Data supplied ->
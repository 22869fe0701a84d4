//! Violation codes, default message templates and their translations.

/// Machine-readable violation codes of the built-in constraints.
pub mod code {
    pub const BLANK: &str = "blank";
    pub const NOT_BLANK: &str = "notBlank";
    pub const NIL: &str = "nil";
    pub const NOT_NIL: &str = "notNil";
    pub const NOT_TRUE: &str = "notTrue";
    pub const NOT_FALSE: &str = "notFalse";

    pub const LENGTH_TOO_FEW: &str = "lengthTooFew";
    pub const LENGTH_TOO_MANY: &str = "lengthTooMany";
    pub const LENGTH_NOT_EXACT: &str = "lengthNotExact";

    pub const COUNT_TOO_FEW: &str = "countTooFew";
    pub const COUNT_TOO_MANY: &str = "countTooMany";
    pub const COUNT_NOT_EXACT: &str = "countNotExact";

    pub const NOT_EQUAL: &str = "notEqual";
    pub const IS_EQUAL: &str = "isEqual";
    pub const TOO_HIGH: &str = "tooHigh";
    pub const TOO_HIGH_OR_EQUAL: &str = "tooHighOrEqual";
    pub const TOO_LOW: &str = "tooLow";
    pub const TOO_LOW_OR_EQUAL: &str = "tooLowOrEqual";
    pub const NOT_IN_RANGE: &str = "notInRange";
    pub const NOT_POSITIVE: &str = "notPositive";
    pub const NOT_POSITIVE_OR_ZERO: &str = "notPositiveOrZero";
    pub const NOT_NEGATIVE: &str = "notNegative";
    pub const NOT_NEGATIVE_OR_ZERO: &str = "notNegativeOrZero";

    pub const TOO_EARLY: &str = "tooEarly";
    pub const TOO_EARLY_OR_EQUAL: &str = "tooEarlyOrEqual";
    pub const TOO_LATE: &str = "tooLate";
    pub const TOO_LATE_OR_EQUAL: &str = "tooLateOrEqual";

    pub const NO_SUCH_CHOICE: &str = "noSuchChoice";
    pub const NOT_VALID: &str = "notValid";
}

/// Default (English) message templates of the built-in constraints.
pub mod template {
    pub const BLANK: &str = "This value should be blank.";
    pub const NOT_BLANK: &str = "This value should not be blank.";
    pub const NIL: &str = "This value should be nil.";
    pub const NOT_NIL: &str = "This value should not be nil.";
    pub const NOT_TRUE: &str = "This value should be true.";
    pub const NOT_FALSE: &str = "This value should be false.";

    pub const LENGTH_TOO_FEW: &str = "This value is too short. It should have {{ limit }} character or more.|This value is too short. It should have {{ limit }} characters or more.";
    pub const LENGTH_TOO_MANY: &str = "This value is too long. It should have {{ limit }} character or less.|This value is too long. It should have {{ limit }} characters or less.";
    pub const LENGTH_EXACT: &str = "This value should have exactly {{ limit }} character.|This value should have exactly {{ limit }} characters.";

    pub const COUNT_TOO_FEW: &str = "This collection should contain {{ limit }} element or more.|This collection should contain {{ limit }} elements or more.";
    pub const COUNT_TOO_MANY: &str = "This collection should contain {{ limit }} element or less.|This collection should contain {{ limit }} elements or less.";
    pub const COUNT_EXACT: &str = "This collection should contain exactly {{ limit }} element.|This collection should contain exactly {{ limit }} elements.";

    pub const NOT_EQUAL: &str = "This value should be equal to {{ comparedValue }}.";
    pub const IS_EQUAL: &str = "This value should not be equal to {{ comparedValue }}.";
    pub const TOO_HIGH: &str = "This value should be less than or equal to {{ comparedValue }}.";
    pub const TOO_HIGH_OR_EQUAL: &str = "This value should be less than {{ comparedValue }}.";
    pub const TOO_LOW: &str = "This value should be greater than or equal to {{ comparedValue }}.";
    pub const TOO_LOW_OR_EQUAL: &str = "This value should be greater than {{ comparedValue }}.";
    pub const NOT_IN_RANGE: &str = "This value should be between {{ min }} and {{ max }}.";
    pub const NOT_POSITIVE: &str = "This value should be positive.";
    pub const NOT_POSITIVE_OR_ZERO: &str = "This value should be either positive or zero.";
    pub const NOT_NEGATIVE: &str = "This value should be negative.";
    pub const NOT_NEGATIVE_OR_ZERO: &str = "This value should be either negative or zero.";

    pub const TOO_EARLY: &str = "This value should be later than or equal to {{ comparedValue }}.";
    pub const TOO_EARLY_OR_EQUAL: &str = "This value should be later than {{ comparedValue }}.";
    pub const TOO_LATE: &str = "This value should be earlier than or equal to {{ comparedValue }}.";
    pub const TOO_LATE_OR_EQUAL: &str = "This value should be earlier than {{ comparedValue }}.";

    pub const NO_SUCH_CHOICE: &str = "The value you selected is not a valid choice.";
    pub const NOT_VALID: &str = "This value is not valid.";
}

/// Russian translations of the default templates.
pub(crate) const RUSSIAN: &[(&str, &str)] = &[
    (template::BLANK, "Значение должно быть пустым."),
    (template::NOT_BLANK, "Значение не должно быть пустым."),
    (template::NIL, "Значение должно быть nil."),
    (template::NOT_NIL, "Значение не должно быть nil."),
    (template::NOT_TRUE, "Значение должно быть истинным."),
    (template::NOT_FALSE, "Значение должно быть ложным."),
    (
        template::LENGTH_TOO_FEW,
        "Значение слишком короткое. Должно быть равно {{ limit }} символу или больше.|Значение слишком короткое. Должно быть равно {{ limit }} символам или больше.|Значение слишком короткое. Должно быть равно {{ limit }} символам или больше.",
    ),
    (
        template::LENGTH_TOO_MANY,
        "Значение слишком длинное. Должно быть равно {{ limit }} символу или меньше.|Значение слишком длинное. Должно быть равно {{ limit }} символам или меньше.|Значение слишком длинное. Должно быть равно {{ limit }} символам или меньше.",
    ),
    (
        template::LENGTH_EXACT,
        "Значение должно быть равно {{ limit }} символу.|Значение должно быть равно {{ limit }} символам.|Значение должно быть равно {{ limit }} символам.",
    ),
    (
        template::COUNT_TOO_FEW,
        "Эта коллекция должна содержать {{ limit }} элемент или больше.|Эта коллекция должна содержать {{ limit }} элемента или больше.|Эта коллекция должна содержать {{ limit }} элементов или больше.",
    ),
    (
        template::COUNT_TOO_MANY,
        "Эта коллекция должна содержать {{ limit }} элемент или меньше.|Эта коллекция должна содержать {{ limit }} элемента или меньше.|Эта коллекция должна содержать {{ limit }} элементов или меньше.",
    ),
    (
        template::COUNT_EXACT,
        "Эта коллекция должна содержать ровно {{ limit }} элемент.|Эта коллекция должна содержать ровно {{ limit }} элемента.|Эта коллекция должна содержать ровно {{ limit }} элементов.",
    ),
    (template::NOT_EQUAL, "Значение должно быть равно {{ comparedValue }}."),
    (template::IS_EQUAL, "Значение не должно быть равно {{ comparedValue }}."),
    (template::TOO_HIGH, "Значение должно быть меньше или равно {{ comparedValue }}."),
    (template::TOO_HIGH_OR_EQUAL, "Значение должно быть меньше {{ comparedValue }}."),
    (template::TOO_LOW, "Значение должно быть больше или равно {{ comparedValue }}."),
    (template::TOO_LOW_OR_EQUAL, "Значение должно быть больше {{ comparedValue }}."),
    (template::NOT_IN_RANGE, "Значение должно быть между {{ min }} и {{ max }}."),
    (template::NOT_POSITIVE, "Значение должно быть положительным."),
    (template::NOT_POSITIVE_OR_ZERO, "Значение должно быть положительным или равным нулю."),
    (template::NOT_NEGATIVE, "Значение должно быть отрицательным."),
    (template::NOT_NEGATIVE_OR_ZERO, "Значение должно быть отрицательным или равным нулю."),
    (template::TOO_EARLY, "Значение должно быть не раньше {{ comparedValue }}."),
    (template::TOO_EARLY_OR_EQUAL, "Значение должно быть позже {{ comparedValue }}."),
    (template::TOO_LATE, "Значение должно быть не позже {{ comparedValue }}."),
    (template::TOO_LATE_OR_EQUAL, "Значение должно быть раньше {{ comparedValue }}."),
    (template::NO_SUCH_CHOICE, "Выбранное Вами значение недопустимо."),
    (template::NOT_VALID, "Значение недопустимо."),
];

Work instruction -> Taking the material above as a whole, how many of its lines contain "earlier"? The reply should be that number alone.

Response below -> 2